Re: [PATCH v3 0/7] Switch iotests to using Async QMP

On Wed, Oct 13, 2021 at 8:51 AM John Snow <jsnow@redhat.com> wrote:

On Wed, Oct 13, 2021 at 4:45 AM Hanna Reitz <hreitz@redhat.com> wrote:
On 13.10.21 00:34, John Snow wrote:
> Based-on: <20211012214152.802483-1-jsnow@redhat.com" target="_blank">20211012214152.802483-1-jsnow@redhat.com>
> [PULL 00/10] Python patches
> GitLab: https://gitlab.com/jsnow/qemu/-/commits/python-aqmp-iotest-wrapper
> CI: https://gitlab.com/jsnow/qemu/-/pipelines/387210591
>
> Hiya,
>
> This series continues where the last two AQMP series left off and adds a
> synchronous 'legacy' wrapper around the new AQMP interface, then drops
> it straight into iotests to prove that AQMP is functional and totally
> cool and fine. The disruption and churn to iotests is pretty minimal.
>
> In the event that a regression happens and I am not physically proximate
> to inflict damage upon, one may set the QEMU_PYTHON_LEGACY_QMP variable
> to any non-empty string as it pleases you to engage the QMP machinery
> you are used to.
>
> I'd like to try and get this committed early in the 6.2 development
> cycle to give ample time to smooth over any possible regressions. I've
> tested it locally and via gitlab CI, across Python versions 3.6 through
> 3.10, and "worksforme". If something bad happens, we can revert the
> actual switch-flip very trivially.

So running iotests locally, I got one failure:

$ TEST_DIR=/tmp/vdi-tests ./check -c writethrough -vdi 300
[...]
300                             fail       [10:28:06] [10:28:11]
5.1s                 output mismatch (see 300.out.bad)
--- /home/maxx/projects/qemu/tests/qemu-iotests/300.out
+++ 300.out.bad
@@ -1,4 +1,5 @@
-.......................................
+..............ERROR:qemu.aqmp.qmp_client.qemu-b-222963:Task.Reader:
ConnectionResetError: [Errno 104] Connection reset by peer
+.........................
  ----------------------------------------------------------------------
  Ran 39 tests
[...]

Oh, unfortunate.

I’m afraid I can’t really give a reproducer or anything. It feels like

Thank you for the report!

just some random spurious timing-related error.
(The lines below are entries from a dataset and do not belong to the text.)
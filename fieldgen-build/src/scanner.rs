//! Source file scanner for schema files declaring fieldgen derives.

use anyhow::{Context, Result};
use fieldgen_codegen::{ArtifactKind, Namespace};
use std::fs;
use std::path::{Path, PathBuf};
use syn::punctuated::Punctuated;
use syn::{Attribute, Ident, Token};
use walkdir::WalkDir;

/// One parsed schema file.
#[derive(Debug, Clone)]
pub struct SchemaFile {
    pub path: PathBuf,
    /// Location of the generated counterpart, relative to the output directory.
    pub output: PathBuf,
    /// `None` when the file path does not map to a module path.
    pub namespace: Option<Namespace>,
    pub syntax: syn::File,
}

/// Scan a directory recursively for Rust schema files.
///
/// Unlike derive expansion, a schema file that cannot be read or parsed fails
/// the whole scan: its declarations would otherwise silently disappear from
/// the generated tree.
pub fn scan_directory(path: &Path, crate_name: &str) -> Result<Vec<SchemaFile>> {
    let base_path = if path.is_file() {
        path.parent().unwrap_or(Path::new(""))
    } else {
        path
    };

    let mut files = Vec::new();

    for entry in WalkDir::new(path).sort_by_file_name() {
        let entry = entry.with_context(|| format!("Failed to walk {}", path.display()))?;
        let file_path = entry.path();
        if !entry.file_type().is_file()
            || file_path.extension().is_none_or(|ext| ext != "rs")
            || is_skipped(file_path, base_path)
        {
            continue;
        }

        log::debug!("scanning {}", file_path.display());
        files.push(scan_file(file_path, base_path, crate_name)?);
    }

    Ok(files)
}

fn scan_file(file_path: &Path, base_path: &Path, crate_name: &str) -> Result<SchemaFile> {
    let content =
        fs::read_to_string(file_path).with_context(|| format!("Failed to read {}", file_path.display()))?;

    let syntax = syn::parse_file(&content).with_context(|| format!("Failed to parse {}", file_path.display()))?;

    Ok(SchemaFile {
        path: file_path.to_path_buf(),
        output: output_path(file_path, base_path),
        namespace: compute_module_path(file_path, base_path, crate_name).map(Namespace::Module),
        syntax,
    })
}

fn relative_path<'a>(file_path: &'a Path, base_path: &Path) -> &'a Path {
    file_path.strip_prefix(base_path).unwrap_or(file_path)
}

fn is_skipped(file_path: &Path, base_path: &Path) -> bool {
    relative_path(file_path, base_path)
        .components()
        .any(|c| c.as_os_str() == "generated" || c.as_os_str() == "target")
}

/// A root `lib.rs` becomes the output directory's `mod.rs`; everything else
/// keeps its relative path.
fn output_path(file_path: &Path, base_path: &Path) -> PathBuf {
    let relative = relative_path(file_path, base_path);
    if relative == Path::new("lib.rs") {
        PathBuf::from("mod.rs")
    } else {
        relative.to_path_buf()
    }
}

/// Compute the module path from a file path.
/// e.g., "schema/shipping/order.rs" -> "crate::shipping::order"
///
/// Returns `None` when a path component is not a valid module name.
pub fn compute_module_path(file_path: &Path, base_path: &Path, crate_name: &str) -> Option<String> {
    let relative = relative_path(file_path, base_path);

    let without_extension = relative.with_extension("");
    let mut parts: Vec<&str> = Vec::new();
    for component in without_extension.components() {
        parts.push(component.as_os_str().to_str()?);
    }

    // Remove "mod" from the end, or a root "lib"
    if let Some(last) = parts.last()
        && (*last == "mod" || (*last == "lib" && parts.len() == 1))
    {
        parts.pop();
    }

    if !parts.iter().all(|part| is_module_name(part)) {
        return None;
    }

    if parts.is_empty() {
        Some(crate_name.to_string())
    } else {
        Some(format!("{}::{}", crate_name, parts.join("::")))
    }
}

pub fn is_module_name(name: &str) -> bool {
    syn::parse_str::<Ident>(name).is_ok()
}

/// Check if an item has a fieldgen derive, e.g. `#[derive(FieldEnum)]`.
pub fn has_fieldgen_derive(attrs: &[Attribute]) -> bool {
    attrs.iter().any(|attr| {
        attr.path().is_ident("derive")
            && attr
                .parse_args_with(Punctuated::<syn::Path, Token![,]>::parse_terminated)
                .is_ok_and(|paths| paths.iter().any(|path| ArtifactKind::from_derive_path(path).is_some()))
    })
}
Although then again,
300 does have an `except machine.AbnormalShutdown` clause at one
point... So perhaps that’s the culprit, and we need to disable logging
there.

I'll investigate!

Unfortunately, even in a loop some 150 times I couldn't reproduce this one. As you point out, it appears to be just a failure caused by logging. The test logic itself completes as expected.

Still, I would expect, on a "clean" shutdown of the destination host (where the destination process fails to load the migration stream and voluntarily exits with an error code) to end with a FIN/ACK for TCP or ... uh, whatever happens for a UNIX socket. Where's the Connection Reset coming from? Did the destination VM process *crash*?

I'm not so sure that I *should* silence this error, but I also can't reproduce it at all to answer these questions, so uh. uhhh. I guess I will just hammer it on a loop a few hundred times more and see if I get lucky.

From:	John Snow
Subject:	Re: [PATCH v3 0/7] Switch iotests to using Async QMP
Date:	Wed, 13 Oct 2021 10:00:49 -0400